A Patent Example of Big Money Influencing Politics: Why I Joined American Promise

A Patent Example of Big Money Influencing Politics: Why I Joined American Promise

April 2, 2019
Published By American Promise
American Promise President Jeff Clements, left, joined Ron Epstein at an American Promise event earlier this year in California.

People join American Promise and the movement to get big money out of politics for a variety of reasons. For Ron Epstein, years as a patent attorney opened his eyes to the world of Capitol Hill lobbying by corporations looking to pursue the newest technologies and increase profits. He provides a look at that experience and how it ultimately led him to join the work to advance the 28th Amendment.

My journey to American Promise started with my nearly 30-year career working with patent holders and companies to negotiate patent licenses. After a lengthy career representing technology companies in these negotiations, I switched “sides” in 2003 and started representing patent holders. The reaction of these technology companies to increasingly being held to account for their use of other people’s inventions gave me my first introduction to how politics really works and opened my eyes to the distorting effects of money.

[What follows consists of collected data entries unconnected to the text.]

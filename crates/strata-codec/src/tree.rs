//! The tree-entry wire codec.
//!
//! A tree payload is a bare concatenation of entries, each
//! `mode SP path NUL <20 raw id bytes>` with no delimiter between entries and
//! no outer length prefix. Entry order is preserved exactly on round-trip;
//! nothing here sorts implicitly (see [`Tree::canonical_sort`]).

use serde::{Deserialize, Serialize};
use strata_types::ObjectId;

use crate::error::{CodecError, CodecResult};
use crate::find_byte;

/// Raw id bytes per entry.
const ID_LEN: usize = 20;

/// A single `(mode, path, child id)` triple describing a directory member.
///
/// `mode` is the 5- or 6-byte ASCII octal file mode; `path` is a NUL-free
/// byte string. The child id's own kind is unconstrained: it may name a blob
/// or another tree. Entries hold ids only, never live child objects — the
/// intended access pattern is lazy resolution by id.
#[derive(Clone, Debug, PartialEq, Eq, Serialize, Deserialize)]
pub struct TreeEntry {
    /// ASCII octal file mode, 5 or 6 bytes (e.g. `100644`, `40000`).
    pub mode: Vec<u8>,
    /// Entry path (filename or directory name), no embedded NUL.
    pub path: Vec<u8>,
    /// Content-addressed id of the referenced object.
    pub id: ObjectId,
}

impl TreeEntry {
    /// Create an entry, validating the mode length and path contents.
    pub fn new(mode: impl Into<Vec<u8>>, path: impl Into<Vec<u8>>, id: ObjectId) -> CodecResult<Self> {
        let mode = mode.into();
        let path = path.into();
        if mode.len() != 5 && mode.len() != 6 {
            return Err(CodecError::InvalidEntry(format!(
                "mode must be 5 or 6 bytes, got {}",
                mode.len()
            )));
        }
        if path.contains(&0) {
            return Err(CodecError::InvalidEntry("path contains NUL".into()));
        }
        Ok(Self { mode, path, id })
    }

    /// Entry path for ordering purposes: directories compare as `path + "/"`.
    fn sort_key(&self) -> Vec<u8> {
        let mut key = self.path.clone();
        if self.mode.starts_with(b"40000") || self.mode.starts_with(b"040000") {
            key.push(b'/');
        }
        key
    }
}

/// Directory listing object: an ordered sequence of [`TreeEntry`] values.
#[derive(Clone, Debug, Default, PartialEq, Eq, Serialize, Deserialize)]
pub struct Tree {
    /// Entries in serialization order.
    pub entries: Vec<TreeEntry>,
}

impl Tree {
    /// Create a tree with the given entries, order kept as given.
    pub fn new(entries: Vec<TreeEntry>) -> Self {
        Self { entries }
    }

    /// Create an empty tree.
    pub fn empty() -> Self {
        Self::default()
    }

    /// Decode a tree payload, consuming one entry at a time until the buffer
    /// is exhausted.
    pub fn parse(raw: &[u8]) -> CodecResult<Self> {
        let mut entries = Vec::new();
        let mut pos = 0;
        while pos < raw.len() {
            let (next, entry) = parse_entry(raw, pos)?;
            entries.push(entry);
            pos = next;
        }
        Ok(Self { entries })
    }

    /// Encode to the wire form, entries in their current order, no padding.
    pub fn serialize(&self) -> Vec<u8> {
        let mut out = Vec::new();
        for entry in &self.entries {
            out.extend_from_slice(&entry.mode);
            out.push(b' ');
            out.extend_from_slice(&entry.path);
            out.push(0);
            out.extend_from_slice(entry.id.as_bytes());
        }
        out
    }

    /// Sort entries into the interoperable canonical order: byte-wise by
    /// path, with directory entries comparing as if their path ended in `/`.
    ///
    /// Never called implicitly; insertion order is authoritative for hashing.
    pub fn canonical_sort(&mut self) {
        self.entries.sort_by_key(TreeEntry::sort_key);
    }

    /// Look up an entry by path.
    pub fn get(&self, path: &[u8]) -> Option<&TreeEntry> {
        self.entries.iter().find(|e| e.path == path)
    }

    /// Number of entries.
    pub fn len(&self) -> usize {
        self.entries.len()
    }

    /// Returns `true` if the tree has no entries.
    pub fn is_empty(&self) -> bool {
        self.entries.is_empty()
    }
}

/// Decode one entry starting at `pos`; returns the offset just past it.
fn parse_entry(raw: &[u8], pos: usize) -> CodecResult<(usize, TreeEntry)> {
    let spc = find_byte(raw, b' ', pos).ok_or_else(|| CodecError::MalformedTreeEntry {
        offset: pos,
        reason: "no space terminating the mode".into(),
    })?;
    let mode_len = spc - pos;
    if mode_len != 5 && mode_len != 6 {
        return Err(CodecError::MalformedTreeEntry {
            offset: pos,
            reason: format!("mode is {mode_len} bytes, expected 5 or 6"),
        });
    }
    let mode = raw[pos..spc].to_vec();

    let nul = find_byte(raw, 0, spc + 1).ok_or_else(|| CodecError::MalformedTreeEntry {
        offset: spc + 1,
        reason: "no NUL terminating the path".into(),
    })?;
    let path = raw[spc + 1..nul].to_vec();

    let id_start = nul + 1;
    if raw.len() < id_start + ID_LEN {
        return Err(CodecError::TruncatedTree {
            offset: id_start,
            remaining: raw.len() - id_start,
        });
    }
    let mut id = [0u8; ID_LEN];
    id.copy_from_slice(&raw[id_start..id_start + ID_LEN]);

    Ok((
        id_start + ID_LEN,
        TreeEntry {
            mode,
            path,
            id: ObjectId::from_raw(id),
        },
    ))
}
//! Content-addressed object storage for strata.
//!
//! This crate implements a hash-keyed object store in the mold of git's
//! `.git/objects/` directory. Every object -- blob, tree, commit, tag -- is
//! an immutable, zlib-compressed, length-prefixed frame identified by the
//! SHA-1 of its framed bytes.
//!
//! # Layers
//!
//! - [`zlib`] -- lossless compression adapter for stored frames
//! - [`ObjectStore`] -- the backend trait over compressed frame bytes, with
//!   [`FsObjectStore`] (sharded directory tree) and [`InMemoryObjectStore`]
//!   (tests and embedding) implementations
//! - [`Object`] -- the typed object enum and its per-kind payload codecs
//! - [`ObjectDb`] -- the façade: `write(&Object) -> ObjectId`,
//!   `read(&ObjectId) -> Object`
//!
//! # Design Rules
//!
//! 1. Objects are immutable once written (content-addressing guarantees this).
//! 2. Reads verify: the recomputed hash must match the requested id.
//! 3. Concurrent reads are always safe; concurrent duplicate writes are
//!    byte-identical and need no locking.
//! 4. The raw store never interprets object contents -- it is a pure
//!    key-value store.
//! 5. All I/O and decode errors are propagated, never silently ignored.

pub mod error;
pub mod fs;
pub mod memory;
pub mod object;
pub mod odb;
pub mod traits;
pub mod zlib;

// Re-export primary types at crate root for ergonomic imports.
pub use error::{StoreError, StoreResult};
pub use fs::FsObjectStore;
pub use memory::InMemoryObjectStore;
pub use object::{Blob, Commit, Object, Tag};
pub use odb::ObjectDb;
pub use traits::ObjectStore;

There once was a saying that if you could build a better mousetrap, the world would beat a path to your door. It used to be that holding a patent on an important invention was a ticket to success in the United States. But that is less true today at the height of the innovation economy than ever in U.S. history.

Why?

Because a handful of technology companies, enraged by patent holders demanding a fair price for their inventions, have used their extreme wealth to “buy” politicians and convince them to change the law. These changes, fueled by professional lobbyists, have made it harder for inventors to get a fair price for their innovations and easier for these companies to use third-party innovations without paying for them. By technology companies, I mean companies in the computing, communications and related industries (as opposed to biotech and medical devices).

Some background:

  • First, a patent is a property right that allows an inventor to charge royalties to those who want to use the patented invention.
  • Second, patents must be enforced in court. You can’t call the sheriff to remove a patent infringer like you can to remove a tenant who is not paying their rent.
  • And third, about half of all U.S. patents are held by individual inventors and small entities. In my experience selling and licensing patents, I found that the patents held by these small parties tended to be more valuable than patents held by large corporations. The reason for that is straightforward: A patent can cost $20,000 to $50,000 or even more, a big investment for an individual but a rounding error to a large corporation.  

Driven By Innovation

Technology companies are ferocious consumers of innovations. To keep consumers buying new products, they need to provide new features in each product generation to lure consumers into upgrading. Some of the innovations come from each company’s internal research. Many more of these new features are the result of “innovation by observation”—that is, they see what other people are doing and copy them. The amount spent by one company on research in a field—say, mobile phone tech—will always be a small fraction of the total money spent by the rest of the world.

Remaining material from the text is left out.